In case T-227/11, the following trademarks were in conflict:


Earlier CTM                 Contested CTM

BLUE SPOT( IR with effect in Benelux, Bulgaria, Hungary and Romania)

Classes 35, 38               Classes 9,35,38, 41

The relevant public comprises the general public and the professional business public as regards the goods in Class 9 and the services in Classes 38 and 41, and the professional business public as regards the services in Class 35.

The Opposition Division rejected the opposition. The First Board of Appeal of OHIM partially annulled the Opposition Division’s decision, allowing the opposition in respect of certain services since those covered by the marks in Class 35 were identical or highly similar, with the exception of ‘business administration’ and ‘office functions’. As regards Class 41, it considered that only part of the services in that class were similar. Moreover, the goods in Class 9 and the services in Class 38 were highly similar.

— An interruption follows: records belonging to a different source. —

//! Property-based tests for pbxql using proptest.

use pbxql::{compile, tokenize, DbType, Dialect, FieldDescriptor, Tokenizer};
use proptest::prelude::*;

// ============================================================================
// Test helpers
// ============================================================================

fn fields() -> Vec<FieldDescriptor> {
    vec![
        FieldDescriptor::new("name", DbType::Varchar).searchable(true),
        FieldDescriptor::new("note", DbType::Text).searchable(true),
        FieldDescriptor::new("age", DbType::Integer),
        FieldDescriptor::new("ok", DbType::Boolean),
    ]
}

// One valid term: a column, a legal operator and a value.
fn term_strategy() -> impl Strategy<Value = String> {
    prop_oneof![
        (prop::sample::select(vec!["=", "!=", ">", ">=", "<", "<="]), any::<i32>())
            .prop_map(|(op, n)| format!("age {op} {n}")),
        (prop::sample::select(vec!["=", "!=", "like"]), "[a-z%]{0,8}")
            .prop_map(|(op, s)| format!("name {op} \"{s}\"")),
        (
            prop::sample::select(vec!["isnull", "isnotnull"]),
            prop::sample::select(vec!["note", "ok", "age"]),
        )
            .prop_map(|(op, col)| format!("{col} {op}")),
        "[a-z ]{0,8}".prop_map(|s| format!("* like '%{s}%'")),
    ]
}

// A well-formed query with optional nesting.
fn query_strategy() -> impl Strategy<Value = String> {
    let leaf = term_strategy();
    leaf.prop_recursive(3, 16, 4, |inner| {
        (
            inner.clone(),
            prop::sample::select(vec!["and", "OR", "&&", "||"]),
            inner,
            any::<bool>(),
        )
            .prop_map(|(left, bind, right, grouped)| {
                if grouped {
                    format!("{left} {bind} ({right})")
                } else {
                    format!("{left} {bind} {right}")
                }
            })
    })
}

// ============================================================================
// Property tests
// ============================================================================

proptest! {
    /// Lenient tokenizing accepts any input and never panics.
    #[test]
    fn lenient_tokenizer_total(input in any::<String>()) {
        let tokens = Tokenizer::new().lenient(true).tokenize(&input).unwrap();
        // Tokens are contiguous slices covering the input in order.
        let mut pos = 0;
        for token in &tokens {
            prop_assert_eq!(token.offset, pos);
            prop_assert_eq!(&input[token.offset..token.end()], token.text);
            pos = token.end();
        }
        prop_assert_eq!(pos, input.len());
    }

    /// Strict tokenizing either succeeds with a full cover or reports an error.
    #[test]
    fn strict_tokenizer_covers_or_fails(input in "[a-z =()'\"!<>]{0,40}") {
        if let Ok(tokens) = tokenize(&input) {
            let joined: String = tokens.iter().map(|t| t.text).collect();
            prop_assert_eq!(joined, input);
        }
    }

    /// Every well-formed query compiles.
    #[test]
    fn valid_queries_compile(query in query_strategy()) {
        let result = compile(&fields(), &Dialect::Ansi, &query, "");
        prop_assert!(result.is_ok(), "{:?} failed: {:?}", query, result);
    }

    /// Compiling is a pure function of its inputs.
    #[test]
    fn compile_is_idempotent(query in query_strategy(), prefix in "[a-z]{0,3}") {
        let first = compile(&fields(), &Dialect::MySql, &query, &prefix);
        let second = compile(&fields(), &Dialect::MySql, &query, &prefix);
        prop_assert_eq!(first, second);
    }

    /// Parentheses in the output always balance.
    #[test]
    fn output_parentheses_balance(query in query_strategy()) {
        let sql = compile(&fields(), &Dialect::Ansi, &query, "").unwrap();
        let mut depth = 0i32;
        let mut in_literal = false;
        for c in sql.chars() {
            match c {
                '\'' => in_literal = !in_literal,
                '(' if !in_literal => depth += 1,
                ')' if !in_literal => depth -= 1,
                _ => {}
            }
            prop_assert!(depth >= 0);
        }
        prop_assert_eq!(depth, 0);
    }

    /// Text values cannot escape their literal.
    #[test]
    fn text_values_stay_quoted(value in "[a-z' ]{0,12}") {
        let query = format!("name = \"{value}\"");
        let sql = compile(&fields(), &Dialect::Ansi, &query, "").unwrap();
        prop_assert_eq!(sql, format!("\"name\" = '{}'", value.replace('\'', "''")));
    }

    /// Integer columns only ever receive a numeric literal.
    #[test]
    fn integer_values_are_numeric(value in "[a-z0-9;.-]{1,8}") {
        let query = format!("age = \"{value}\"");
        let sql = compile(&fields(), &Dialect::Ansi, &query, "").unwrap();
        let literal = sql.trim_start_matches("\"age\" = ");
        prop_assert!(literal == "0" || literal == value, "{}", literal);
        prop_assert!(!literal.contains(';'));
    }
}
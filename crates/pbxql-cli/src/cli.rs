use std::path::PathBuf;

use clap::{ArgAction, Parser, Subcommand};
use pbxql::Dialect;

/// Compile PbxQL filters into SQL predicates.
#[derive(Debug, Parser)]
#[command(name = "pbxql", version)]
pub struct Cli {
    /// Schema file listing the entity's fields (.yaml, .yml or .json).
    #[arg(short, long)]
    pub schema: PathBuf,

    /// Table prefix for every column. Overrides the schema file.
    #[arg(short, long)]
    pub prefix: Option<String>,

    /// Quoting dialect (ansi, postgres, sqlite, mysql). Overrides the schema file.
    #[arg(short, long)]
    pub dialect: Option<Dialect>,

    /// Let unterminated quotes and groups run to the end of the query.
    #[arg(long)]
    pub lenient: bool,

    /// Log more (-v debug, -vv trace). RUST_LOG wins when set.
    #[arg(short, long, action = ArgAction::Count)]
    pub verbose: u8,

    #[command(subcommand)]
    pub command: Command,
}

#[derive(Debug, Subcommand)]
pub enum Command {
    /// Print the SQL predicate for a query.
    Compile { query: String },
    /// Print the non-blank tokens of a query with their offsets.
    Tokens { query: String },
    /// Print the parsed expression tree as JSON.
    Tree { query: String },
}

#[cfg(test)]
mod tests {
    use super::*;

    #[test]
    fn parses_global_flags() {
        let cli = Cli::try_parse_from([
            "pbxql", "-s", "f.yaml", "-p", "t", "-d", "mysql", "--lenient", "-vv", "compile",
            "a = 1",
        ])
        .unwrap();
        assert_eq!(cli.schema, PathBuf::from("f.yaml"));
        assert_eq!(cli.prefix.as_deref(), Some("t"));
        assert_eq!(cli.dialect, Some(Dialect::MySql));
        assert!(cli.lenient);
        assert_eq!(cli.verbose, 2);
        assert!(matches!(cli.command, Command::Compile { ref query } if query == "a = 1"));
    }

    #[test]
    fn schema_is_required() {
        assert!(Cli::try_parse_from(["pbxql", "compile", "a = 1"]).is_err());
    }

    #[test]
    fn rejects_unknown_dialect() {
        let args = ["pbxql", "-s", "f.yaml", "-d", "oracle", "tree", "x"];
        assert!(Cli::try_parse_from(args).is_err());
    }

    #[test]
    fn verify_command() {
        use clap::CommandFactory;
        Cli::command().debug_assert();
    }
}
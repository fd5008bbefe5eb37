//! Expression tree produced by the parser.

use serde::Serialize;

use crate::op::Op;
use crate::tokenizer::QUOTES;

/// One node of a parsed query.
///
/// A well-formed sequence reads
/// `ColumnRef Operator [Value] (Operator ColumnRef Operator [Value])*`,
/// where any `ColumnRef Operator [Value]` term may be replaced by a
/// `SubExpression`.
#[derive(Debug, Clone, PartialEq, Eq, Serialize)]
#[serde(tag = "kind", rename_all = "snake_case")]
pub enum ExpressionNode {
    /// A field identifier or the `*` wildcard, as written.
    ColumnRef { name: String },
    /// A bind or comparison operator.
    Operator { op: Op },
    /// A literal, as written (quotes included).
    Value { raw: String },
    /// The parsed contents of a parenthesized group.
    SubExpression { children: Vec<ExpressionNode> },
}

impl ExpressionNode {
    pub fn column(name: impl Into<String>) -> Self {
        ExpressionNode::ColumnRef { name: name.into() }
    }

    pub fn operator(op: Op) -> Self {
        ExpressionNode::Operator { op }
    }

    pub fn value(raw: impl Into<String>) -> Self {
        ExpressionNode::Value { raw: raw.into() }
    }

    pub fn group(children: Vec<ExpressionNode>) -> Self {
        ExpressionNode::SubExpression { children }
    }

    /// Short description used in error messages.
    pub fn describe(&self) -> String {
        match self {
            ExpressionNode::ColumnRef { name } => format!("column reference '{name}'"),
            ExpressionNode::Operator { op } => format!("operator '{op}'"),
            ExpressionNode::Value { raw } => format!("value '{raw}'"),
            ExpressionNode::SubExpression { .. } => "sub-expression".to_string(),
        }
    }
}

/// Removes every quote character from an identifier.
pub fn strip_quote_chars(text: &str) -> String {
    text.chars().filter(|c| !QUOTES.contains(c)).collect()
}

/// Removes one pair of matching quotes surrounding a literal, if present.
///
/// A literal left open by lenient tokenizing loses only its opening quote.
pub fn unquote(text: &str) -> &str {
    let text = text.trim();
    let Some(first) = text.chars().next() else {
        return text;
    };
    if !QUOTES.contains(&first) {
        return text;
    }
    let inner = &text[first.len_utf8()..];
    inner.strip_suffix(first).unwrap_or(inner)
}
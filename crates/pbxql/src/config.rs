//! Schema files.
//!
//! A schema file lists an entity's fields together with the compiler
//! settings used for it. YAML and JSON are accepted, chosen by extension:
//!
//! ```yaml
//! dialect: ansi          # ansi | mysql
//! prefix: t              # optional table prefix
//! lenient: false         # let open quotes and groups run to the end
//! cache_capacity: 256    # FilterCache bound, 0 disables caching
//! fields:
//!   - { id: name, type: varchar, searchable: true }
//!   - { id: age,  type: integer }
//! ```

use std::collections::HashSet;
use std::fs;
use std::path::Path;

use serde::{Deserialize, Serialize};

use crate::error::ConfigError;
use crate::field::FieldDescriptor;
use crate::filter::Filter;
use crate::quote::Dialect;

/// Default bound on cached predicates per [`FilterCache`](crate::FilterCache).
pub const DEFAULT_CACHE_CAPACITY: usize = 256;

fn default_cache_capacity() -> usize {
    DEFAULT_CACHE_CAPACITY
}

/// Field metadata plus compiler settings, as stored on disk.
#[derive(Debug, Clone, PartialEq, Eq, Serialize, Deserialize)]
#[serde(deny_unknown_fields)]
pub struct SchemaFile {
    #[serde(default)]
    pub dialect: Dialect,
    #[serde(default)]
    pub prefix: Option<String>,
    #[serde(default)]
    pub lenient: bool,
    #[serde(default = "default_cache_capacity")]
    pub cache_capacity: usize,
    pub fields: Vec<FieldDescriptor>,
}

impl SchemaFile {
    /// Creates a schema with default settings.
    pub fn new(fields: Vec<FieldDescriptor>) -> Self {
        SchemaFile {
            dialect: Dialect::default(),
            prefix: None,
            lenient: false,
            cache_capacity: DEFAULT_CACHE_CAPACITY,
            fields,
        }
    }

    /// Parses and validates a YAML schema.
    pub fn from_yaml_str(text: &str) -> Result<Self, ConfigError> {
        let schema: SchemaFile = serde_yaml::from_str(text)?;
        schema.validate()
    }

    /// Parses and validates a JSON schema.
    pub fn from_json_str(text: &str) -> Result<Self, ConfigError> {
        let schema: SchemaFile = serde_json::from_str(text)?;
        schema.validate()
    }

    fn validate(self) -> Result<Self, ConfigError> {
        let mut seen = HashSet::new();
        for field in &self.fields {
            if !seen.insert(field.id.as_str()) {
                return Err(ConfigError::DuplicateField(field.id.clone()));
            }
        }
        Ok(self)
    }

    /// Builds a [`Filter`] configured from this schema.
    pub fn filter(&self) -> Filter<'_, Vec<FieldDescriptor>, Dialect> {
        Filter::new(&self.fields, &self.dialect)
            .with_prefix(self.prefix.clone().unwrap_or_default())
            .lenient(self.lenient)
    }
}

/// Loads a schema file, picking the format from the extension.
pub fn load_schema_file(path: impl AsRef<Path>) -> Result<SchemaFile, ConfigError> {
    let path = path.as_ref();
    let extension = path
        .extension()
        .and_then(|ext| ext.to_str())
        .map(str::to_ascii_lowercase);

    let read = || {
        fs::read_to_string(path).map_err(|source| ConfigError::Io {
            path: path.to_path_buf(),
            source,
        })
    };

    match extension.as_deref() {
        Some("yaml" | "yml") => SchemaFile::from_yaml_str(&read()?),
        Some("json") => SchemaFile::from_json_str(&read()?),
        _ => Err(ConfigError::UnsupportedFormat(path.to_path_buf())),
    }
}

#[cfg(test)]
mod tests {
    use super::*;
    use crate::field::DbType;

    const YAML: &str = r#"
dialect: mysql
prefix: t
fields:
  - { id: name, type: varchar, searchable: true }
  - { id: age, type: INTEGER }
"#;

    #[test]
    fn yaml_with_defaults() {
        let schema = SchemaFile::from_yaml_str(YAML).unwrap();
        assert_eq!(schema.dialect, Dialect::MySql);
        assert_eq!(schema.prefix.as_deref(), Some("t"));
        assert!(!schema.lenient);
        assert_eq!(schema.cache_capacity, DEFAULT_CACHE_CAPACITY);
        assert_eq!(
            schema.fields,
            vec![
                FieldDescriptor::new("name", DbType::Varchar).searchable(true),
                FieldDescriptor::new("age", DbType::Integer),
            ]
        );
    }

    #[test]
    fn json_schema() {
        let schema = SchemaFile::from_json_str(
            r#"{"lenient": true, "fields": [{"id": "ok", "type": "boolean"}]}"#,
        )
        .unwrap();
        assert!(schema.lenient);
        assert_eq!(schema.dialect, Dialect::Ansi);
        assert_eq!(schema.fields[0].db_type, DbType::Boolean);
    }

    #[test]
    fn unknown_type_is_rejected() {
        let err = SchemaFile::from_yaml_str("fields: [{ id: a, type: blob }]").unwrap_err();
        assert!(matches!(err, ConfigError::Yaml(_)));
        assert!(err.to_string().contains("blob"));
    }

    #[test]
    fn unknown_key_is_rejected() {
        assert!(SchemaFile::from_yaml_str("dialekt: ansi\nfields: []").is_err());
    }

    #[test]
    fn duplicate_ids_are_rejected() {
        let err = SchemaFile::from_yaml_str(
            "fields: [{ id: a, type: text }, { id: a, type: integer }]",
        )
        .unwrap_err();
        assert!(matches!(err, ConfigError::DuplicateField(id) if id == "a"));
    }

    #[test]
    fn filter_uses_schema_settings() {
        let schema = SchemaFile::from_yaml_str(YAML).unwrap();
        assert_eq!(
            schema.filter().compile_query("age > 3").unwrap(),
            "t.`age` > 3"
        );
    }

    #[test]
    fn unsupported_extension() {
        assert!(matches!(
            load_schema_file("fields.toml"),
            Err(ConfigError::UnsupportedFormat(_))
        ));
    }

    #[test]
    fn missing_file() {
        assert!(matches!(
            load_schema_file("/definitely/not/here.yaml"),
            Err(ConfigError::Io { .. })
        ));
    }
}
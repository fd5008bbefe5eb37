//! PbxQL - a small filter language compiled to SQL predicates.
//!
//! PbxQL queries read like `name = "foo" and (age > 18 or "active" isnotnull)`.
//! This crate turns them into a SQL boolean expression for one entity,
//! checking every operator against the database type of the field it is
//! applied to:
//!
//! - Tokenizing with quote- and parenthesis-aware merging
//! - Parsing into an expression tree with nested groups
//! - Compiling to SQL with per-type operator rules and value quoting
//! - A `*` wildcard that searches every searchable field
//! - Pluggable identifier and value quoting for different databases
//!
//! # Quick Start
//!
//! ```rust
//! use pbxql::{compile, DbType, Dialect, FieldDescriptor};
//!
//! let fields = vec![
//!     FieldDescriptor::new("name", DbType::Varchar).searchable(true),
//!     FieldDescriptor::new("email", DbType::Varchar).searchable(true),
//!     FieldDescriptor::new("age", DbType::Integer),
//!     FieldDescriptor::new("active", DbType::Boolean),
//! ];
//!
//! let sql = compile(
//!     &fields,
//!     &Dialect::Ansi,
//!     r#"active = true and (age >= 18 or * like "%admin%")"#,
//!     "u",
//! )
//! .unwrap();
//!
//! assert_eq!(
//!     sql,
//!     r#"u."active" = TRUE AND (u."age" >= 18 OR (lower(u."name") like lower('%admin%') OR lower(u."email") like lower('%admin%')))"#
//! );
//! ```
//!
//! # Grammar
//!
//! ```text
//! query      := exprList
//! exprList   := term (bindOp term)*
//! term       := colRef cmpOp (value)?  |  '(' exprList ')'
//! bindOp     := 'AND' | 'OR' | '&&' | '||'
//! cmpOp      := '=' | '!=' | '>=' | '>' | '<=' | '<' | 'LIKE' | 'ISNULL' | 'ISNOTNULL'
//! colRef     := identifier | '*'
//! value      := quoted-string | bare-token
//! ```
//!
//! Keywords are case-insensitive. Identifiers and values may be quoted with
//! `'`, `"`, `` ` `` or `´`.
//!
//! # Pipeline
//!
//! | Stage | Entry point | Output |
//! |-------|-------------|--------|
//! | Tokenize | [`Tokenizer::tokenize`] | [`Token`]s |
//! | Parse | [`Parser::parse`] | [`ExpressionNode`]s |
//! | Compile | [`Filter::compile`] | SQL string |

mod cache;
mod config;
mod error;
mod expr;
mod field;
mod filter;
mod op;
mod parser;
mod quote;
mod tokenizer;

// Re-export public API
pub use cache::FilterCache;
pub use config::{load_schema_file, SchemaFile, DEFAULT_CACHE_CAPACITY};
pub use error::{ConfigError, QueryError, Result};
pub use expr::{strip_quote_chars, unquote, ExpressionNode};
pub use field::{DbType, FieldDescriptor, FieldResolver};
pub use filter::{compile, Filter};
pub use op::Op;
pub use parser::{parse, Parser};
pub use quote::{Dialect, IdentifierQuoter, Quoter, ValueQuoter};
pub use tokenizer::{tokenize, Token, TokenKind, Tokenizer, QUOTES};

There are significant differences in the overall impression created by the figurative marks at issue: the figure in red, which appears to be moving towards a blue square, occupies a substantial part and is a striking element of the earlier mark. Second, the main fanciful feature of the mark applied for is the letter ‘o’, the inner part of which is shaded blue, between the letters ‘p’ and ‘d’ in black, below which appears the word ‘media’. Furthermore, whereas the ‘bluepod’ word element of the mark applied for is presented on one line, the word ‘blue’ appears above the word ‘spot’ in the earlier figurative mark. Moreover, the curved segment of the letters ‘p’ and ‘d’ is circular, which means that the visual impact of the mark applied for derives from the fact that the letters ‘p’ and ‘d’ are the inverse of each other. In the earlier mark, the letters ‘s’ and ‘p’ are not the inverse of the letter ‘t’.

However, the word mark and contested CTM are similar to a certain degree in so far as concerns the overall impression.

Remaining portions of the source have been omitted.